No,” my grandmother replied. If a king wants you, then you obey; you go. To save many, one person’s life is not important. This was around the time the Shah of Iran married his beautiful queen, Farah. We didn’t have TV stations in Shiraz to watch it, but the walls of the city were plastered with their wedding pictures. In the absence of TV, a movie about their wedding was being shown in the theatre closest to the Jewish quarter, where we lived at the time. The tickets were expensive; I couldn’t see it. But pictures of the beautiful bride with her white taffeta wedding gown, a diamond tiara, and a very very long silk train, surrounded by numerous flower girls my age, were plastered everywhere.

The bride, our new queen, had been studying architecture in Paris when the Shah’s son-­‐in-­‐law, who was in charge of students abroad— yes, son-­‐in-­‐law, because the Shah was that much older—saw the young woman with a bright future and plucked her for his father-­‐in-­‐law, the king. That was the way it was done. The Shah had given his young daughter to the man to gain his support; he returned the favor with another young woman—or at least that’s the way I saw it. Women were commodities.

As the country celebrated their wedding, as young girls were awed by white lace, jewels and glitter, I shuttered. She should have said, “No.” She should have studied architecture in Paris, but then, she too didn’t have a father; no male figure—as was needed those days— to protect her. Similarly Farah’s uncle facilitated her transfer to the Shah’s palace by introducing her to the Shah’s son-­‐in-­‐law. To be a queen— was irresistible, I guess. She couldn’t foresee her husband’s demise, exile, two children lost to suicide. Maybe her mother, a widow, had persuaded her, the way Mordechai had spoken to the young fatherless Esther. “You must do this. This is for the family, for me, for your people.”

Very much like the Sheherzad of the One Thousand and One Nights, selfless, self-­‐ sacrificing, Queen Esther’s story still haunts me. When 12 years old, I had a chance to make pilgrimage to her shrine in Hamedan, my mother’s birthplace. My uncle who accompanied us, told me that there was a passage underneath that led to Jerusalem, a passageway to escape just in case of trouble. I was in trouble. I was approaching puberty. My mother had been married off at age 13. I wanted to be in that dark passage underneath the shrine, finding my way out of Iran. I couldn’t of course. The door to the basement was tightly locked. Instead, I knelt by the lattice carved ornamental piece on top of Esther’s grave, stared at her resting place below, and prayed for Queen Esther’s help, prayed that she would help me find a different destiny than hers.

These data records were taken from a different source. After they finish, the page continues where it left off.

// Copyright 2024-2026 Farlight Networks, LLC
//
// Licensed under the Apache License, Version 2.0 (the "License");
// you may not use this file except in compliance with the License.
// You may obtain a copy of the License at
//
//     http://www.apache.org/licenses/LICENSE-2.0
//
// Unless required by applicable law or agreed to in writing, software
// distributed under the License is distributed on an "AS IS" BASIS,
// WITHOUT WARRANTIES OR CONDITIONS OF ANY KIND, either express or implied.
// See the License for the specific language governing permissions and
// limitations under the License.

//! Packet-in and packet-out.

use crate::action::Action;
use crate::buf::{BufMutExt, Reader};
use crate::matching::OxmMatch;
use crate::oxm::OxmBasic;
use crate::port::{port_from_v10, port_to_v10, ports, read_port};
use crate::{DecodeError, EncodeError, Version};
use bytes::{BufMut, Bytes, BytesMut};

/// Buffer id meaning "the packet is not buffered on the datapath".
pub const NO_BUFFER: u32 = 0xffff_ffff;

/// Packet-in reason codes.
pub mod packet_in_reason {
    /// No matching flow (table miss).
    pub const NO_MATCH: u8 = 0;
    /// Output to controller action.
    pub const ACTION: u8 = 1;
    /// Invalid TTL (1.2+).
    pub const INVALID_TTL: u8 = 2;
}

/// A packet delivered to the controller.
#[derive(Debug, Clone, PartialEq, Eq)]
pub struct PacketIn {
    /// Datapath buffer holding the full packet, or [`NO_BUFFER`].
    pub buffer_id: u32,
    /// Full length of the packet.
    pub total_len: u16,
    /// One of [`packet_in_reason`].
    pub reason: u8,
    /// Table the packet was looked up in (1.2+).
    pub table_id: u8,
    /// Cookie of the flow that sent the packet (1.3).
    pub cookie: u64,
    /// Ingress port (1.0; later versions carry it in the match).
    pub in_port: u32,
    /// Packet metadata (1.2+).
    pub match_fields: OxmMatch,
    /// Packet bytes (possibly truncated to `miss_send_len`).
    pub data: Bytes,
}

impl PacketIn {
    /// Ingress port, wherever the version keeps it.
    #[must_use]
    pub fn ingress_port(&self) -> Option<u32> {
        if !self.match_fields.fields.is_empty() {
            return self
                .match_fields
                .get(OxmBasic::InPort)
                .and_then(|f| f.value_u64())
                .map(|v| v as u32);
        }
        Some(self.in_port)
    }

    pub(crate) fn body_len(&self, version: Version) -> usize {
        let fixed = match version {
            Version::V1_0 => 10,
            Version::V1_2 => 8 + self.match_fields.wire_len() + 2,
            Version::V1_3 => 16 + self.match_fields.wire_len() + 2,
        };
        fixed + self.data.len()
    }

    pub(crate) fn encode(&self, version: Version, buf: &mut BytesMut) -> Result<(), EncodeError> {
        buf.put_u32(self.buffer_id);
        buf.put_u16(self.total_len);
        match version {
            Version::V1_0 => {
                if !self.match_fields.fields.is_empty() {
                    return Err(EncodeError::unsupported(version, "packet-in match"));
                }
                if self.table_id != 0 || self.cookie != 0 {
                    return Err(EncodeError::unsupported(version, "packet-in table and cookie"));
                }
                buf.put_u16(port_to_v10(self.in_port)?);
                buf.put_u8(self.reason);
                buf.put_zeros(1);
            }
            Version::V1_2 | Version::V1_3 => {
                if self.in_port != 0 {
                    return Err(EncodeError::unsupported(version, "packet-in in_port field"));
                }
                buf.put_u8(self.reason);
                buf.put_u8(self.table_id);
                if version == Version::V1_3 {
                    buf.put_u64(self.cookie);
                } else if self.cookie != 0 {
                    return Err(EncodeError::unsupported(version, "packet-in cookie"));
                }
                self.match_fields.encode(version, buf)?;
                buf.put_zeros(2);
            }
        }
        buf.put_slice(&self.data);
        Ok(())
    }

    pub(crate) fn decode(version: Version, r: &mut Reader<'_>) -> Result<Self, DecodeError> {
        let buffer_id = r.u32()?;
        let total_len = r.u16()?;
        let mut msg = Self {
            buffer_id,
            total_len,
            reason: 0,
            table_id: 0,
            cookie: 0,
            in_port: 0,
            match_fields: OxmMatch::new(),
            data: Bytes::new(),
        };
        match version {
            Version::V1_0 => {
                msg.in_port = port_from_v10(r.u16()?);
                msg.reason = r.u8()?;
                r.skip(1)?;
            }
            Version::V1_2 | Version::V1_3 => {
                msg.reason = r.u8()?;
                msg.table_id = r.u8()?;
                if version == Version::V1_3 {
                    msg.cookie = r.u64()?;
                }
                msg.match_fields = OxmMatch::decode(version, r)?;
                r.skip(2)?;
            }
        }
        msg.data = r.rest();
        Ok(msg)
    }
}

/// A packet injected by the controller.
#[derive(Debug, Clone, PartialEq, Eq)]
pub struct PacketOut {
    /// Buffered packet to send, or [`NO_BUFFER`] to send `data`.
    pub buffer_id: u32,
    /// Port the packet is treated as arriving on.
    pub in_port: u32,
    /// Actions to apply.
    pub actions: Vec<Action>,
    /// Packet bytes when not buffered.
    pub data: Bytes,
}

impl PacketOut {
    /// Sends `data` out of `port`.
    #[must_use]
    pub fn to_port(port: u32, data: Bytes) -> Self {
        Self {
            buffer_id: NO_BUFFER,
            in_port: ports::CONTROLLER,
            actions: vec![Action::output(port)],
            data,
        }
    }

    pub(crate) fn body_len(&self, version: Version) -> usize {
        let fixed = match version {
            Version::V1_0 => 8,
            Version::V1_2 | Version::V1_3 => 16,
        };
        fixed + Action::list_len(&self.actions, version) + self.data.len()
    }

    pub(crate) fn encode(&self, version: Version, buf: &mut BytesMut) -> Result<(), EncodeError> {
        let actions_len = Action::list_len(&self.actions, version);
        buf.put_u32(self.buffer_id);
        match version {
            Version::V1_0 => {
                buf.put_u16(port_to_v10(self.in_port)?);
                buf.put_u16(actions_len as u16);
            }
            Version::V1_2 | Version::V1_3 => {
                buf.put_u32(self.in_port);
                buf.put_u16(actions_len as u16);
                buf.put_zeros(6);
            }
        }
        Action::encode_list(&self.actions, version, buf)?;
        buf.put_slice(&self.data);
        Ok(())
    }

    pub(crate) fn decode(version: Version, r: &mut Reader<'_>) -> Result<Self, DecodeError> {
        let buffer_id = r.u32()?;
        let in_port = read_port(r, version)?;
        let actions_len = usize::from(r.u16()?);
        if version.has_oxm() {
            r.skip(6)?;
        }
        let mut actions = r.take(actions_len)?;
        Ok(Self {
            buffer_id,
            in_port,
            actions: Action::decode_list(version, &mut actions)?,
            data: r.rest(),
        })
    }
}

As an Iranian Jewish woman, I am thankful that her heroism saved me and my daughters. Otherwise, we would have not been here; otherwise, I wouldn’t be able to tell you this story. I took Queen Esther ‘s legacy to heart. I left Iran not to be subjected to the tyranny of one powerful man after another, Haman or Khomeini. I had to leave the country not to be in mercy of one Shah or another, Akhashverosh or Mohammad Rezah Shah. What kind of a king would be so fickle to accept the murder of all Jews under his rule? What kind of a king would ask the victims to defend themselves without the help of his soldiers? That’s another legacy I would rather not have—that of blood we had to shed to save ourselves because the king did not protect his people. Similarly, the Shah I knew, the king who married the beautiful Farah, didn’t stay in Iran during the 1979 Revolution to protect us. He took his money and his jewels and his jumbo jet and let my family and many others to fend for themselves.

This Purim, I would like to wish for all of us to be safeguarded from all unbridled kings, Akhashverosh, Khomeini, The Supreme Leader, Khameneni— and their viziers: Haman, Ahmadinejad. There were once; let them be no more.

For all Jewish girls and young women, may you live without the worry of being sold physically and spiritually in order to save yourself and your people. May you be your own queen and not a helpless princess of a fairy-­‐tale. Chag Purim Sameich.